Lot's of 'we' and 'this patch' in this changelog. Care to read
Documentation/process/submitting-patches.rst ?

> Every attempt is made to prevent a busy-wait unnecessarily, and in
> testing on real-world ChromeOS usecases, it has not shown a performance
> drop. In ChromeOS, with this and the rest of the core scheduling
> patchset, we see around a 300% improvement in key press latencies into
> Google docs when Camera streaming is running simulatenously (90th
> percentile latency of ~150ms drops to ~50ms).
>
> This fetaure is controlled by the build time config option
> CONFIG_SCHED_CORE_IRQ_PAUSE and is enabled by default. There is also a
> kernel boot parameter 'sched_core_irq_pause' to enable/disable the
> feature at boot time. Default is enabled at boot time.

Enabled by default? At least that wants to depend on the enablement of
core scheduling at boot time.

>  
> +#ifdef CONFIG_SCHED_CORE_IRQ_PAUSE
> +DEFINE_STATIC_KEY_TRUE(sched_core_irq_pause);
> +static int __init set_sched_core_irq_pause(char *str)

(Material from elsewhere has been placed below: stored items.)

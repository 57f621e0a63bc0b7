//! Error types for the relay core.
//!
//! [`RelayError`] names every failure class the pipeline distinguishes. None of them is allowed
//! to abort the polling loop; see the dispatcher and runner for where each one is absorbed.

use thiserror::Error;

/// Failure taxonomy for ingestion, routing and collaborator calls.
#[derive(Error, Debug)]
pub enum RelayError {
    /// Connection or query failure against the message store. Retried next poll; cursor unchanged.
    #[error("Message store unavailable: {0}")]
    StoreUnavailable(String),

    /// The binary rich-text payload yielded no candidate text.
    #[error("No text could be recovered from message {0}")]
    ExtractionFailure(i64),

    /// Attachment path could not be located under the attachments root.
    #[error("Attachment not found: {0}")]
    ResolutionFailure(String),

    /// Attachment type is not one the relay can hand to a collaborator.
    #[error("Unsupported attachment type: {0}")]
    ClassificationUnknown(String),

    /// Group rejected by the dedup guard. Skipped silently, never reported to the user.
    #[error("Duplicate group: {0}")]
    DuplicateGroup(String),

    /// An AI, search or transport collaborator returned an error.
    #[error("Collaborator {collaborator} failed: {message}")]
    CollaboratorFailure {
        collaborator: &'static str,
        message: String,
    },
}

impl RelayError {
    /// Wraps a collaborator error, keeping the full cause chain in the message.
    pub fn collaborator(collaborator: &'static str, err: anyhow::Error) -> Self {
        RelayError::CollaboratorFailure {
            collaborator,
            message: format!("{:#}", err),
        }
    }
}

/// Result type for core operations; uses [`RelayError`].
pub type Result<T> = std::result::Result<T, RelayError>;

#[cfg(test)]
mod tests {
    use super::*;

    #[test]
    fn collaborator_error_keeps_cause_chain() {
        let err = anyhow::anyhow!("connection reset").context("search request");
        let wrapped = RelayError::collaborator("web_search", err);
        assert_eq!(
            wrapped.to_string(),
            "Collaborator web_search failed: search request: connection reset"
        );
    }

    #[test]
    fn store_and_extraction_messages() {
        assert_eq!(
            RelayError::ExtractionFailure(7).to_string(),
            "No text could be recovered from message 7"
        );
        assert_eq!(
            RelayError::StoreUnavailable("database is locked".into()).to_string(),
            "Message store unavailable: database is locked"
        );
    }
}
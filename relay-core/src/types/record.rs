//! One decoded row from the message store.

use serde::{Deserialize, Serialize};

use super::service::ServiceKind;

/// Seconds between the Unix epoch and the store's epoch (2001-01-01T00:00:00Z).
pub const APPLE_EPOCH_OFFSET_SECS: i64 = 978_307_200;

const NANOS_PER_SEC: f64 = 1_000_000_000.0;

/// A single incoming message as read from the store. `id` is the progress watermark.
///
/// `text` already holds text recovered from the binary payload when the plain column was empty.
#[derive(Debug, Clone, PartialEq, Serialize, Deserialize)]
pub struct RawMessageRecord {
    pub id: i64,
    pub sender: String,
    pub text: Option<String>,
    pub attachment_name: Option<String>,
    pub service: Option<String>,
    /// Store-native timestamp: nanoseconds since 2001-01-01.
    pub timestamp: i64,
    pub mime_type: Option<String>,
    pub chat_guid: Option<String>,
}

impl RawMessageRecord {
    /// Text-only record; handy for building groups by hand.
    pub fn text(id: i64, sender: impl Into<String>, text: impl Into<String>, timestamp: i64) -> Self {
        Self {
            id,
            sender: sender.into(),
            text: Some(text.into()),
            attachment_name: None,
            service: Some(ServiceKind::IMessage.as_str().to_string()),
            timestamp,
            mime_type: None,
            chat_guid: None,
        }
    }

    /// Converts the store-native timestamp to Unix seconds.
    pub fn unix_seconds(&self) -> f64 {
        self.timestamp as f64 / NANOS_PER_SEC + APPLE_EPOCH_OFFSET_SECS as f64
    }

    /// Non-empty trimmed text, if any.
    pub fn text_content(&self) -> Option<&str> {
        self.text
            .as_deref()
            .map(str::trim)
            .filter(|t| !t.is_empty())
    }

    pub fn has_attachment(&self) -> bool {
        self.attachment_name
            .as_deref()
            .is_some_and(|name| !name.trim().is_empty())
    }

    pub fn service_kind(&self) -> Option<ServiceKind> {
        self.service.as_deref().map(ServiceKind::parse)
    }
}

#[cfg(test)]
mod tests {
    use super::*;

    #[test]
    fn unix_seconds_converts_nanosecond_epoch() {
        let rec = RawMessageRecord::text(1, "a", "hi", 30_000_000_000);
        assert!((rec.unix_seconds() - (APPLE_EPOCH_OFFSET_SECS as f64 + 30.0)).abs() < 1e-6);
    }

    #[test]
    fn blank_text_is_not_content() {
        let rec = RawMessageRecord::text(1, "a", "   ", 0);
        assert_eq!(rec.text_content(), None);
        assert!(!rec.has_attachment());
    }
}
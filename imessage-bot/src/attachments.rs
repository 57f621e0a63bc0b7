//! Attachment path resolution and content classification.
//!
//! The store records attachment paths as the Messages app saw them (usually
//! `~/Library/Messages/Attachments/xx/yy/<GUID>/<name>`). [`AttachmentResolver`] maps them onto
//! the configured attachments root; [`classify`] decides which collaborator handles the file.

use std::collections::HashMap;
use std::path::{Path, PathBuf};

use relay_core::ContentKind;
use tracing::{debug, info, warn};
use walkdir::WalkDir;

/// Suffix the Messages app gives the payload attachment of a shared link.
pub const URL_PAYLOAD_SUFFIX: &str = ".pluginPayloadAttachment";

/// Voice memos are always `.caf`, which some mime tables leave unknown.
const VOICE_MEMO_EXTENSION: &str = ".caf";

/// Path segments that locate a file under the attachments root (`xx/yy/<GUID>/<name>`).
const TAIL_SEGMENTS: usize = 4;

const IMAGE_EXTENSIONS: &[&str] = &["jpg", "jpeg", "png", "gif", "heic", "webp", "bmp", "tiff", "tif"];
const DOCUMENT_EXTENSIONS: &[&str] = &["pdf", "doc", "docx", "txt", "rtf", "odt", "pages", "xlsx", "xls"];
const AUDIO_EXTENSIONS: &[&str] = &[
    "mp3", "wav", "m4a", "aac", "flac", "ogg", "caf", "aiff", "aif", "amr", "3gp", "opus", "wma",
    "alac", "ape", "au", "mid", "midi",
];
const VIDEO_EXTENSIONS: &[&str] = &["mp4", "mov", "avi", "wmv", "flv", "mkv", "webm"];

const DOCUMENT_MIME_TYPES: &[&str] = &[
    "application/pdf",
    "application/msword",
    "application/vnd.openxmlformats-officedocument.wordprocessingml.document",
    "text/plain",
];

#[derive(Debug, Clone, Copy, PartialEq, Eq)]
pub struct ResolverConfig {
    /// Directory depth for the basename search under the root.
    pub max_search_depth: usize,
}

impl Default for ResolverConfig {
    fn default() -> Self {
        Self { max_search_depth: 6 }
    }
}

/// Maps stored attachment paths to files on disk. Only successful lookups are cached.
#[derive(Debug, Clone)]
pub struct AttachmentResolver {
    root: PathBuf,
    config: ResolverConfig,
    cache: HashMap<String, PathBuf>,
}

impl AttachmentResolver {
    pub fn new(root: impl Into<PathBuf>, config: ResolverConfig) -> Self {
        Self {
            root: root.into(),
            config,
            cache: HashMap::new(),
        }
    }

    pub fn root(&self) -> &Path {
        &self.root
    }

    /// Resolves `stored` in order: cache, last four segments under the root, direct join,
    /// basename search.
    pub fn resolve(&mut self, stored: &str) -> Option<PathBuf> {
        let stored = stored.trim();
        if stored.is_empty() {
            return None;
        }
        if let Some(hit) = self.cache.get(stored) {
            debug!(attachment = %stored, path = %hit.display(), "Attachment path cache hit");
            return Some(hit.clone());
        }

        let found = self
            .tail_join(stored)
            .or_else(|| self.direct_join(stored))
            .or_else(|| self.search_by_name(stored));

        match found {
            Some(path) => {
                debug!(attachment = %stored, path = %path.display(), "Resolved attachment path");
                self.cache.insert(stored.to_string(), path.clone());
                Some(path)
            }
            None => {
                warn!(attachment = %stored, root = %self.root.display(), "Could not find attachment");
                None
            }
        }
    }

    /// Drops all cached resolutions; returns how many there were.
    pub fn clear_cache(&mut self) -> usize {
        let cleared = self.cache.len();
        self.cache.clear();
        info!(cleared, "Cleared attachment path cache");
        cleared
    }

    pub fn cached(&self) -> usize {
        self.cache.len()
    }

    fn tail_join(&self, stored: &str) -> Option<PathBuf> {
        let segments: Vec<&str> = stored.split('/').filter(|s| !s.is_empty()).collect();
        if segments.len() < TAIL_SEGMENTS {
            return None;
        }
        let path = segments[segments.len() - TAIL_SEGMENTS..]
            .iter()
            .fold(self.root.clone(), |acc, seg| acc.join(seg));
        path.is_file().then_some(path)
    }

    fn direct_join(&self, stored: &str) -> Option<PathBuf> {
        let path = match stored.strip_prefix("~/") {
            Some(rest) => dirs_next::home_dir()?.join(rest),
            None => self.root.join(stored),
        };
        path.is_file().then_some(path)
    }

    fn search_by_name(&self, stored: &str) -> Option<PathBuf> {
        let name = Path::new(stored).file_name()?;
        WalkDir::new(&self.root)
            .max_depth(self.config.max_search_depth)
            .into_iter()
            .filter_map(Result::ok)
            .find(|entry| entry.file_type().is_file() && entry.file_name() == name)
            .map(|entry| entry.into_path())
    }
}

/// True when `name` is the payload attachment of a shared link.
pub fn is_url_payload(name: &str) -> bool {
    name.trim_end().ends_with(URL_PAYLOAD_SUFFIX)
}

/// Classifies an attachment by extension, then by mime type.
///
/// `filename` is the name as stored; a voice-memo container there forces `Audio` whatever the
/// resolved path looks like.
pub fn classify(path: &Path, mime_type: Option<&str>, filename: &str) -> ContentKind {
    if filename.to_ascii_lowercase().ends_with(VOICE_MEMO_EXTENSION) {
        return ContentKind::Audio;
    }

    let extension = path
        .extension()
        .or_else(|| Path::new(filename).extension())
        .and_then(|e| e.to_str())
        .map(str::to_ascii_lowercase);

    if let Some(kind) = extension.as_deref().and_then(kind_for_extension) {
        return kind;
    }

    mime_type
        .map(str::trim)
        .map(str::to_ascii_lowercase)
        .and_then(|mime| kind_for_mime(&mime))
        .unwrap_or(ContentKind::Unknown)
}

fn kind_for_extension(ext: &str) -> Option<ContentKind> {
    let tables: [(&[&str], ContentKind); 4] = [
        (IMAGE_EXTENSIONS, ContentKind::Image),
        (DOCUMENT_EXTENSIONS, ContentKind::Document),
        (AUDIO_EXTENSIONS, ContentKind::Audio),
        (VIDEO_EXTENSIONS, ContentKind::Video),
    ];
    tables
        .into_iter()
        .find(|(table, _)| table.contains(&ext))
        .map(|(_, kind)| kind)
}

fn kind_for_mime(mime: &str) -> Option<ContentKind> {
    if mime.starts_with("image/") {
        Some(ContentKind::Image)
    } else if mime.starts_with("audio/") {
        Some(ContentKind::Audio)
    } else if mime.starts_with("video/") {
        Some(ContentKind::Video)
    } else if DOCUMENT_MIME_TYPES.contains(&mime) {
        Some(ContentKind::Document)
    } else {
        None
    }
}
//! Built-in collaborators: outbound transports and an offline stand-in for the AI and search
//! services. Library users inject their own through [`crate::run_relay`].

mod log_sender;
mod offline;
mod osascript;

use std::sync::Arc;

use relay_core::{Collaborators, MessageSender};

pub use log_sender::LogSender;
pub use offline::OfflineAssistant;
pub use osascript::{apple_script_literal, OsaScriptSender};

/// Wires `sender` with [`OfflineAssistant`] for every AI and search role. No search advisor.
pub fn offline_collaborators(sender: Arc<dyn MessageSender>) -> Collaborators {
    let offline = Arc::new(OfflineAssistant::new());
    Collaborators {
        sender,
        assistant: offline.clone(),
        image_analyzer: offline.clone(),
        transcriber: offline.clone(),
        document_analyzer: offline.clone(),
        image_generator: offline.clone(),
        search: offline.clone(),
        summarizer: offline,
        advisor: None,
    }
}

Gah. newlines are overrated, right? Glueing variable declarations and
function declarations next to each other is unreadable.

> +{
> +	unsigned long val = 0;
> +	if (!str)

Missing newline between declaration and code. checkpatch.pl has told you
so.

> +		return 0;
> +
> +	val = simple_strtoul(str, &str, 0);

Huch? Why are you using simple_strtoul() for parsing a boolean and
what's the point of setting the **end argument to &str?

> +
> +	if (val == 0)

  	if (!val)

is the usual kernel coding style.

> +		static_branch_disable(&sched_core_irq_pause);
> +
> +	return 1;
> +}
> +__setup("sched_core_irq_pause=", set_sched_core_irq_pause);
> +#endif
> +
>  asmlinkage __visible void __softirq_entry __do_softirq(void)
>  {
>  	unsigned long end = jiffies + MAX_SOFTIRQ_TIME;
> @@ -273,6 +291,16 @@ asmlinkage __visible void __softirq_entry __do_softirq(void)
>  	/* Reset the pending bitmask before enabling irqs */
>  	set_softirq_pending(0);
>  
> +#ifdef CONFIG_SCHED_CORE_IRQ_PAUSE
> +	/*
> +	 * Core scheduling mitigations require entry into softirq to send stall
> +	 * IPIs to sibling hyperthreads if needed (ex, sibling is running
> +	 * untrusted task). If we are here from irq_exit(), no IPIs are sent.
> +	 */
> +	if (static_branch_likely(&sched_core_irq_pause))
> +		sched_core_irq_enter();

So you already have a #ifdef CONFIG_SCHED_CORE_IRQ_PAUSE section
above. Why on earth can't you just provide helper functions and stubs
for the CONFIG_SCHED_CORE_IRQ_PAUSE=n case there instead of sprinkling
#ifdeffery all over the place?

> +#endif
> +
>  	local_irq_enable();

How is __do_softirq() relevant at all?

__do_softirq() is called from:

   1) the tail of interrupt handling
   2) the tail of local_bh_enable()
   3) the ksoftirq thread

None of this is relevant for what you are trying to do:

 #1: Iscovered by the interrupt handling code simply because this nests
     into the interrupt handling.

 #2: local_bh_enable() only ends up there when invoked from thread
     context.

     This would only make sense if one sibling is in the kernel and the
     other in user space or guest mode. Isn't that forbidden by core
     scheduling in the first place?

 #3: See #2

But what's worse is that this is called from an interrupt disabled
region. So you brilliantly created a trivial source of livelocks.
stomp_machine() being the most obvious candidate. But it's easy enough
to come up with more subtle ones.

The point is that you want to bring out the sibling thread from user
space or guest mode when the other HT thread:

  A) invokes a syscall or traps into the hypervisor which is
     semantically equivalent (not code wise).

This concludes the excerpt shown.